Work task:
For this listing, the lines between the one holding "a == flag).unwrap())" and the one holding "let audio = args.iter().position(|a|", inclusive, must be set down exactly.

Data shown:
'''
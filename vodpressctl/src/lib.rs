use std::path::{Path, PathBuf};
use std::process::{Command, Stdio};
use std::sync::Arc;

use clap::{Args, Parser, Subcommand, ValueEnum};
use serde::Serialize;
use thiserror::Error;
use vodpress_core::{
    load_config, IngestRequest, IngestSource, Pipeline, PublishedAsset, SqliteMetadataStore,
    VideoRecord, VodpressConfig,
};

pub type Result<T> = std::result::Result<T, AppError>;

#[derive(Debug, Error)]
pub enum AppError {
    #[error("config error: {0}")]
    Config(#[from] vodpress_core::ConfigError),
    #[error("deployment error: {0}")]
    Deployment(#[from] vodpress_core::DeploymentConfigError),
    #[error("metadata error: {0}")]
    Metadata(#[from] vodpress_core::MetadataError),
    #[error("io error: {0}")]
    Io(#[from] std::io::Error),
    #[error("serialization error: {0}")]
    Serialize(#[from] serde_json::Error),
    #[error("ingest failed during {stage}")]
    IngestFailed { stage: String },
    #[error("{failures} health check(s) failed")]
    Unhealthy { failures: usize },
}

#[derive(Parser, Debug)]
#[command(author, version, about = "VODpress command-line control interface", long_about = None)]
pub struct Cli {
    /// Path to the main vodpress.toml
    #[arg(long, default_value = "configs/vodpress.toml")]
    pub config: PathBuf,
    /// Output format
    #[arg(long, value_enum, default_value_t = OutputFormat::Text)]
    pub format: OutputFormat,
    #[command(subcommand)]
    pub command: Commands,
}

#[derive(Debug, Clone, Copy, ValueEnum)]
pub enum OutputFormat {
    Text,
    Json,
}

#[derive(Subcommand, Debug)]
pub enum Commands {
    /// Ingest a local video file and publish its HLS tree
    Ingest(IngestArgs),
    /// Operations on published videos
    #[command(subcommand)]
    Videos(VideoCommands),
    /// Deployment integrity checks
    #[command(subcommand)]
    Health(HealthCommands),
}

#[derive(Args, Debug)]
pub struct IngestArgs {
    /// Source video file
    pub file: PathBuf,
    /// Title stored with the published video
    #[arg(long)]
    pub title: String,
    /// Optional description
    #[arg(long)]
    pub description: Option<String>,
    /// Job id; generated when omitted
    #[arg(long)]
    pub job_id: Option<String>,
    /// MIME type; guessed from the file extension when omitted
    #[arg(long)]
    pub content_type: Option<String>,
}

#[derive(Subcommand, Debug)]
pub enum VideoCommands {
    /// List published videos, newest first
    List(VideoListArgs),
}

#[derive(Args, Debug)]
pub struct VideoListArgs {
    /// Maximum records returned
    #[arg(long, default_value_t = 20)]
    pub limit: usize,
}

#[derive(Subcommand, Debug)]
pub enum HealthCommands {
    /// Verify roots, the intro asset and the encoder binaries
    Check,
}

pub async fn run(cli: Cli) -> Result<()> {
    let config = load_config(&cli.config)?;

    match &cli.command {
        Commands::Ingest(args) => run_ingest(config, args, cli.format).await,
        Commands::Videos(VideoCommands::List(args)) => {
            let store = open_store(&config)?;
            let videos = vodpress_core::MetadataStore::list(&store, args.limit).await?;
            render(&VideoListing { videos }, cli.format)
        }
        Commands::Health(HealthCommands::Check) => {
            let report = gather_health(&config);
            let failures = report.checks.iter().filter(|check| !check.ok).count();
            render(&report, cli.format)?;
            if failures > 0 {
                return Err(AppError::Unhealthy { failures });
            }
            Ok(())
        }
    }
}

async fn run_ingest(config: VodpressConfig, args: &IngestArgs, format: OutputFormat) -> Result<()> {
    config.validate_deployment()?;
    let store = open_store(&config)?;
    let pipeline = Pipeline::new(config, Arc::new(store));

    let content_type = args
        .content_type
        .clone()
        .or_else(|| guess_content_type(&args.file));
    let request = IngestRequest {
        job_id: args.job_id.clone(),
        title: args.title.clone(),
        description: args.description.clone(),
        content_type,
        source: IngestSource::local(&args.file),
    };

    match pipeline.ingest(request).await {
        Ok(asset) => render(&IngestOutcome::from(asset), format),
        Err(err) => {
            let report = err.report();
            let stage = report.stage.clone();
            render(&report, format)?;
            Err(AppError::IngestFailed { stage })
        }
    }
}

fn open_store(config: &VodpressConfig) -> Result<SqliteMetadataStore> {
    std::fs::create_dir_all(config.data_root())?;
    let store = SqliteMetadataStore::new(config.data_root().join("videos.sqlite"))?;
    store.initialize()?;
    Ok(store)
}

fn guess_content_type(path: &Path) -> Option<String> {
    let ext = path.extension()?.to_str()?.to_ascii_lowercase();
    let mime = match ext.as_str() {
        "mp4" | "m4v" => "video/mp4",
        "mov" => "video/quicktime",
        "mkv" => "video/x-matroska",
        "webm" => "video/webm",
        _ => return None,
    };
    Some(mime.to_string())
}

#[derive(Debug, Serialize)]
struct IngestOutcome {
    job_id: String,
    title: String,
    master_playlist: PathBuf,
    rendition_count: usize,
}

impl From<PublishedAsset> for IngestOutcome {
    fn from(asset: PublishedAsset) -> Self {
        Self {
            job_id: asset.job_id,
            title: asset.title,
            master_playlist: asset.master_playlist,
            rendition_count: asset.rendition_count,
        }
    }
}

#[derive(Debug, Serialize)]
struct VideoListing {
    videos: Vec<VideoRecord>,
}

#[derive(Debug, Serialize)]
pub struct HealthReport {
    pub checks: Vec<HealthCheck>,
    pub healthy: bool,
}

#[derive(Debug, Serialize)]
pub struct HealthCheck {
    pub name: &'static str,
    pub ok: bool,
    pub detail: String,
}

pub fn gather_health(config: &VodpressConfig) -> HealthReport {
    let mut checks = Vec::new();

    let intro = config.intro_asset();
    checks.push(HealthCheck {
        name: "intro_asset",
        ok: intro.is_file(),
        detail: intro.display().to_string(),
    });

    for (name, root) in [
        ("staging_root", config.staging_root()),
        ("output_root", config.output_root()),
        ("data_root", config.data_root()),
    ] {
        let ok = ensure_writable(&root);
        checks.push(HealthCheck {
            name,
            ok,
            detail: root.display().to_string(),
        });
    }

    for (name, binary) in [
        ("ffmpeg", &config.encoder.ffmpeg_path),
        ("ffprobe", &config.encoder.ffprobe_path),
    ] {
        checks.push(HealthCheck {
            name,
            ok: binary_responds(binary),
            detail: binary.clone(),
        });
    }

    let healthy = checks.iter().all(|check| check.ok);
    HealthReport { checks, healthy }
}

fn ensure_writable(root: &Path) -> bool {
    if std::fs::create_dir_all(root).is_err() {
        return false;
    }
    let probe = root.join(".vodpressctl-probe");
    let ok = std::fs::write(&probe, b"probe").is_ok();
    let _ = std::fs::remove_file(&probe);
    ok
}

fn binary_responds(binary: &str) -> bool {
    Command::new(binary)
        .arg("-version")
        .stdin(Stdio::null())
        .stdout(Stdio::null())
        .stderr(Stdio::null())
        .status()
        .map(|status| status.success())
        .unwrap_or(false)
}

fn render<T: Serialize + TextRender>(value: &T, format: OutputFormat) -> Result<()> {
    match format {
        OutputFormat::Json => println!("{}", serde_json::to_string_pretty(value)?),
        OutputFormat::Text => value.render_text(),
    }
    Ok(())
}

trait TextRender {
    fn render_text(&self);
}

impl TextRender for IngestOutcome {
    fn render_text(&self) {
        println!("published {} ({})", self.job_id, self.title);
        println!("  master playlist: {}", self.master_playlist.display());
        println!("  renditions: {}", self.rendition_count);
    }
}

impl TextRender for vodpress_core::FailureReport {
    fn render_text(&self) {
        println!("job {} failed during {}", self.job_id, self.stage);
        println!("  {}", self.message);
    }
}

impl TextRender for VideoListing {
    fn render_text(&self) {
        if self.videos.is_empty() {
            println!("no published videos");
            return;
        }
        for video in &self.videos {
            println!(
                "{}  {}  {}  {}",
                video.video_id,
                video.published_at.to_rfc3339(),
                video.title,
                video.asset_path
            );
        }
    }
}

impl TextRender for HealthReport {
    fn render_text(&self) {
        for check in &self.checks {
            let mark = if check.ok { "ok " } else { "FAIL" };
            println!("{mark} {:<13} {}", check.name, check.detail);
        }
    }
}
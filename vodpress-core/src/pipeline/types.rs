use std::fmt;
use std::path::PathBuf;

use chrono::{DateTime, Utc};
use serde::Serialize;
use tokio::io::AsyncRead;

/// Where the bytes of an ingest come from.
pub enum IngestSource {
    /// An upload stream, e.g. a multipart body relayed by the HTTP layer.
    Stream {
        reader: Box<dyn AsyncRead + Send + Unpin>,
        file_name: String,
        declared_len: Option<u64>,
    },
    /// A file already on local disk (CLI ingest). Copied into staging so
    /// cleanup semantics match the stream path; the original is untouched.
    LocalFile { path: PathBuf },
}

impl IngestSource {
    pub fn stream(
        reader: impl AsyncRead + Send + Unpin + 'static,
        file_name: impl Into<String>,
        declared_len: Option<u64>,
    ) -> Self {
        Self::Stream {
            reader: Box::new(reader),
            file_name: file_name.into(),
            declared_len,
        }
    }

    pub fn local(path: impl Into<PathBuf>) -> Self {
        Self::LocalFile { path: path.into() }
    }
}

impl fmt::Debug for IngestSource {
    fn fmt(&self, f: &mut fmt::Formatter<'_>) -> fmt::Result {
        match self {
            Self::Stream {
                file_name,
                declared_len,
                ..
            } => f
                .debug_struct("Stream")
                .field("file_name", file_name)
                .field("declared_len", declared_len)
                .finish_non_exhaustive(),
            Self::LocalFile { path } => {
                f.debug_struct("LocalFile").field("path", path).finish()
            }
        }
    }
}

#[derive(Debug)]
pub struct IngestRequest {
    /// Caller-supplied job id; generated when absent.
    pub job_id: Option<String>,
    pub title: String,
    pub description: Option<String>,
    pub content_type: Option<String>,
    pub source: IngestSource,
}

/// Per-job lifecycle. `Failed` is reachable from every non-terminal state.
#[derive(Debug, Clone, Copy, PartialEq, Eq, Serialize)]
#[serde(rename_all = "snake_case")]
pub enum JobState {
    Staged,
    Normalized,
    Rendered,
    Published,
    Failed,
}

impl JobState {
    pub fn as_str(&self) -> &'static str {
        match self {
            JobState::Staged => "staged",
            JobState::Normalized => "normalized",
            JobState::Rendered => "rendered",
            JobState::Published => "published",
            JobState::Failed => "failed",
        }
    }
}

impl fmt::Display for JobState {
    fn fmt(&self, f: &mut fmt::Formatter<'_>) -> fmt::Result {
        write!(f, "{}", self.as_str())
    }
}

/// Terminal success: the canonical tree is on disk and the metadata
/// collaborator has been notified.
#[derive(Debug, Clone, Serialize)]
pub struct PublishedAsset {
    pub job_id: String,
    pub title: String,
    pub output_dir: PathBuf,
    pub master_playlist: PathBuf,
    pub rendition_count: usize,
    pub published_at: DateTime<Utc>,
}

/// Terminal failure, shaped for the HTTP/CLI boundary.
#[derive(Debug, Clone, Serialize)]
pub struct FailureReport {
    pub job_id: String,
    pub stage: String,
    pub message: String,
    pub failed_at: DateTime<Utc>,
}
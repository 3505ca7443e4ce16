use std::io;
use std::path::Path;

use tokio::fs;

use crate::config::HlsSection;
use crate::encoder::EncoderInvocation;
use crate::ladder::Ladder;

pub const MASTER_PLAYLIST_NAME: &str = "master.m3u8";
pub const RENDITION_PLAYLIST_NAME: &str = "playlist.m3u8";
pub const SEGMENT_TEMPLATE: &str = "segment_%03d.ts";

/// The encoder does not create the rendition tree in every configuration;
/// the stage lays it out up front, one directory per ladder index.
pub(crate) async fn prepare_output_tree(tree: &Path, ladder: &Ladder) -> io::Result<()> {
    fs::create_dir_all(tree).await?;
    for rendition in ladder.renditions() {
        fs::create_dir_all(tree.join(rendition.dir_name())).await?;
    }
    Ok(())
}

/// Build the fan-out run: the input video stream is split into one copy per
/// rendition, each scaled and encoded at its ladder bitrates, muxed into
/// 6-second VOD HLS segments, with one master playlist over all variants.
/// Renditions appear in ascending index order in the argument list, the
/// stream map and the master playlist; the serving layer relies on that.
pub(crate) fn build_invocation(
    section: &HlsSection,
    source: &Path,
    tree: &Path,
    ladder: &Ladder,
) -> EncoderInvocation {
    let count = ladder.len();

    let mut filter = format!("[0:v]split={count}");
    for rendition in ladder.renditions() {
        filter.push_str(&format!("[s{}]", rendition.index));
    }
    for rendition in ladder.renditions() {
        filter.push_str(&format!(
            ";[s{i}]scale={w}:{h}[v{i}]",
            i = rendition.index,
            w = rendition.width,
            h = rendition.height
        ));
    }

    let mut args = vec![
        "-y".to_string(),
        "-i".to_string(),
        source.to_string_lossy().to_string(),
        "-filter_complex".to_string(),
        filter,
    ];

    for rendition in ladder.renditions() {
        let i = rendition.index;
        args.extend([
            "-map".to_string(),
            format!("[v{i}]"),
            "-map".to_string(),
            "0:a".to_string(),
            format!("-c:v:{i}"),
            "libx264".to_string(),
            format!("-b:v:{i}"),
            format!("{}k", rendition.video_bitrate_kbps),
            format!("-c:a:{i}"),
            "aac".to_string(),
            format!("-b:a:{i}"),
            format!("{}k", rendition.audio_bitrate_kbps),
        ]);
    }

    let stream_map = ladder
        .renditions()
        .iter()
        .map(|rendition| format!("v:{i},a:{i}", i = rendition.index))
        .collect::<Vec<_>>()
        .join(" ");

    args.extend([
        "-f".to_string(),
        "hls".to_string(),
        "-hls_time".to_string(),
        section.segment_seconds.to_string(),
        "-hls_playlist_type".to_string(),
        "vod".to_string(),
        "-var_stream_map".to_string(),
        stream_map,
        "-master_pl_name".to_string(),
        MASTER_PLAYLIST_NAME.to_string(),
        "-hls_segment_filename".to_string(),
        format!("{}/%v/{SEGMENT_TEMPLATE}", tree.display()),
        format!("{}/%v/{RENDITION_PLAYLIST_NAME}", tree.display()),
    ]);

    let mut invocation = EncoderInvocation::new(args)
        .with_working_dir(tree)
        .expect_output(tree.join(MASTER_PLAYLIST_NAME));
    for rendition in ladder.renditions() {
        invocation = invocation
            .expect_output(tree.join(rendition.dir_name()).join(RENDITION_PLAYLIST_NAME));
    }
    invocation
}

#[cfg(test)]
mod tests {
    use super::*;
    use std::path::PathBuf;

    fn section() -> HlsSection {
        HlsSection { segment_seconds: 6 }
    }

    #[test]
    fn fan_out_covers_every_rendition_in_ascending_order() {
        let ladder = Ladder::standard();
        let invocation =
            build_invocation(&section(), Path::new("/tmp/norm.mp4"), Path::new("/out/j1"), &ladder);
        let args = &invocation.args;

        let filter = &args[args.iter().position(|a| a == "-filter_complex").unwrap() + 1];
        assert!(filter.starts_with("[0:v]split=3[s0][s1][s2]"));
        assert!(filter.contains("[s0]scale=640:360[v0]"));
        assert!(filter.contains("[s1]scale=1280:720[v1]"));
        assert!(filter.contains("[s2]scale=1920:1080[v2]"));

        let bitrate_pos: Vec<usize> = ["-b:v:0", "-b:v:1", "-b:v:2"]
            .iter()
            .map(|flag| args.iter().position(|a| a == flag).unwrap())
            .collect();
        assert!(bitrate_pos[0] < bitrate_pos[1] && bitrate_pos[1] < bitrate_pos[2]);
        assert_eq!(args[bitrate_pos[0] + 1], "800k");
        assert_eq!(args[bitrate_pos[1] + 1], "2800k");
        assert_eq!(args[bitrate_pos[2] + 1], "5000k");
        let audio = args.iter().position(|a| a == "-b:a:1").unwrap();
        assert_eq!(args[audio + 1], "128k");
    }

    #[test]
    fn hls_muxing_is_vod_with_a_master_playlist() {
        let ladder = Ladder::standard();
        let invocation =
            build_invocation(&section(), Path::new("norm.mp4"), Path::new("/out/j1"), &ladder);
        let args = &invocation.args;

        let map = args.iter().position(|a| a == "-var_stream_map").unwrap();
        assert_eq!(args[map + 1], "v:0,a:0 v:1,a:1 v:2,a:2");
        let hls_time = args.iter().position(|a| a == "-hls_time").unwrap();
        assert_eq!(args[hls_time + 1], "6");
        let playlist_type = args.iter().position(|a| a == "-hls_playlist_type").unwrap();
        assert_eq!(args[playlist_type + 1], "vod");
        let master = args.iter().position(|a| a == "-master_pl_name").unwrap();
        assert_eq!(args[master + 1], "master.m3u8");
        let segments = args.iter().position(|a| a == "-hls_segment_filename").unwrap();
        assert_eq!(args[segments + 1], "/out/j1/%v/segment_%03d.ts");
        assert_eq!(args.last().unwrap(), "/out/j1/%v/playlist.m3u8");
    }

    #[test]
    fn expected_outputs_are_master_plus_each_rendition_playlist() {
        let ladder = Ladder::standard();
        let invocation =
            build_invocation(&section(), Path::new("norm.mp4"), Path::new("/out/j1"), &ladder);
        assert_eq!(
            invocation.expected_outputs,
            vec![
                PathBuf::from("/out/j1/master.m3u8"),
                PathBuf::from("/out/j1/0/playlist.m3u8"),
                PathBuf::from("/out/j1/1/playlist.m3u8"),
                PathBuf::from("/out/j1/2/playlist.m3u8"),
            ]
        );
        assert_eq!(invocation.working_dir.as_deref(), Some(Path::new("/out/j1")));
    }

    #[tokio::test]
    async fn prepare_output_tree_creates_one_dir_per_rendition() {
        let base = tempfile::TempDir::new().unwrap();
        let tree = base.path().join("job");
        prepare_output_tree(&tree, &Ladder::standard()).await.unwrap();
        for index in 0..3 {
            assert!(tree.join(index.to_string()).is_dir());
        }
    }
}
use std::io;
use std::path::{Path, PathBuf};
use std::process::Stdio;
use std::sync::Arc;
use std::time::Duration;

use serde::Deserialize;
use thiserror::Error;
use tokio::process::Command;
use tokio::time::timeout;

use crate::config::EncoderSection;
use crate::encoder::{CommandExecutor, SystemCommandExecutor};

pub type ProbeResult<T> = Result<T, ProbeError>;

#[derive(Debug, Error)]
pub enum ProbeError {
    #[error("failed to launch ffprobe {path}: {source}")]
    Launch { source: io::Error, path: PathBuf },
    #[error("ffprobe could not read {path}: {stderr}")]
    Unreadable { path: PathBuf, stderr: String },
    #[error("invalid ffprobe payload: {0}")]
    Parse(#[from] serde_json::Error),
    #[error("ffprobe timed out after {0:?}")]
    Timeout(Duration),
}

/// What the orchestrator needs to know about a source before spending an
/// encode on it.
#[derive(Debug, Clone)]
pub struct SourceSummary {
    pub width: Option<u32>,
    pub height: Option<u32>,
    pub duration_seconds: Option<f64>,
    pub has_video: bool,
    pub has_audio: bool,
}

/// Thin ffprobe wrapper. Returns `Ok(None)` when the ffprobe binary is not
/// installed, so deployments without it degrade to unvalidated ingest
/// instead of failing every job.
#[derive(Clone)]
pub struct MediaProbe {
    ffprobe: PathBuf,
    probe_timeout: Duration,
    executor: Arc<dyn CommandExecutor>,
}

impl std::fmt::Debug for MediaProbe {
    fn fmt(&self, f: &mut std::fmt::Formatter<'_>) -> std::fmt::Result {
        f.debug_struct("MediaProbe")
            .field("ffprobe", &self.ffprobe)
            .finish()
    }
}

impl MediaProbe {
    pub fn new(section: &EncoderSection) -> Self {
        Self {
            ffprobe: PathBuf::from(&section.ffprobe_path),
            probe_timeout: Duration::from_secs(20),
            executor: Arc::new(SystemCommandExecutor),
        }
    }

    pub fn with_executor(mut self, executor: Arc<dyn CommandExecutor>) -> Self {
        self.executor = executor;
        self
    }

    pub async fn inspect(&self, path: &Path) -> ProbeResult<Option<SourceSummary>> {
        let mut command = Command::new(&self.ffprobe);
        command
            .kill_on_drop(true)
            .stdin(Stdio::null())
            .stdout(Stdio::piped())
            .stderr(Stdio::piped())
            .arg("-v")
            .arg("error")
            .arg("-print_format")
            .arg("json")
            .arg("-show_streams")
            .arg("-show_format")
            .arg(path);

        let output = match timeout(self.probe_timeout, self.executor.run(&mut command)).await {
            Ok(Ok(output)) => output,
            Ok(Err(source)) if source.kind() == io::ErrorKind::NotFound => return Ok(None),
            Ok(Err(source)) => {
                return Err(ProbeError::Launch {
                    source,
                    path: self.ffprobe.clone(),
                })
            }
            Err(_) => return Err(ProbeError::Timeout(self.probe_timeout)),
        };

        if !output.status.success() {
            return Err(ProbeError::Unreadable {
                path: path.to_path_buf(),
                stderr: String::from_utf8_lossy(&output.stderr).trim_end().to_string(),
            });
        }

        let payload: FfprobeOutput = serde_json::from_slice(&output.stdout)?;
        Ok(Some(summarize(&payload)))
    }
}

fn summarize(payload: &FfprobeOutput) -> SourceSummary {
    let video = payload
        .streams
        .iter()
        .find(|stream| stream.codec_type.as_deref() == Some("video"));
    let has_audio = payload
        .streams
        .iter()
        .any(|stream| stream.codec_type.as_deref() == Some("audio"));
    SourceSummary {
        width: video.and_then(|stream| stream.width),
        height: video.and_then(|stream| stream.height),
        duration_seconds: payload
            .format
            .duration
            .as_deref()
            .and_then(|value| value.parse::<f64>().ok()),
        has_video: video.is_some(),
        has_audio,
    }
}

#[derive(Debug, Deserialize)]
struct FfprobeOutput {
    #[serde(default)]
    streams: Vec<FfprobeStream>,
    #[serde(default)]
    format: FfprobeFormat,
}

#[derive(Debug, Deserialize)]
struct FfprobeStream {
    #[serde(default)]
    codec_type: Option<String>,
    #[serde(default)]
    width: Option<u32>,
    #[serde(default)]
    height: Option<u32>,
}

#[derive(Debug, Deserialize, Default)]
struct FfprobeFormat {
    #[serde(default)]
    duration: Option<String>,
}

#[cfg(test)]
mod tests {
    use super::*;

    #[test]
    fn summarize_reads_streams_and_duration() {
        let payload: FfprobeOutput = serde_json::from_str(
            r#"{
                "streams": [
                    {"codec_type": "video", "width": 1920, "height": 1080},
                    {"codec_type": "audio"}
                ],
                "format": {"duration": "93.5"}
            }"#,
        )
        .unwrap();
        let summary = summarize(&payload);
        assert!(summary.has_video);
        assert!(summary.has_audio);
        assert_eq!(summary.width, Some(1920));
        assert_eq!(summary.duration_seconds, Some(93.5));
    }

    #[test]
    fn summarize_flags_missing_audio() {
        let payload: FfprobeOutput =
            serde_json::from_str(r#"{"streams": [{"codec_type": "video"}]}"#).unwrap();
        let summary = summarize(&payload);
        assert!(summary.has_video);
        assert!(!summary.has_audio);
        assert_eq!(summary.duration_seconds, None);
    }
}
'''
Response box:
            .map(|flag| args.iter().position(|a| a == flag).unwrap())
            .collect();
        assert!(bitrate_pos[0] < bitrate_pos[1] && bitrate_pos[1] < bitrate_pos[2]);
        assert_eq!(args[bitrate_pos[0] + 1], "800k");
        assert_eq!(args[bitrate_pos[1] + 1], "2800k");
        assert_eq!(args[bitrate_pos[2] + 1], "5000k");
        let audio = args.iter().position(|a| a == "-b:a:1").unwrap();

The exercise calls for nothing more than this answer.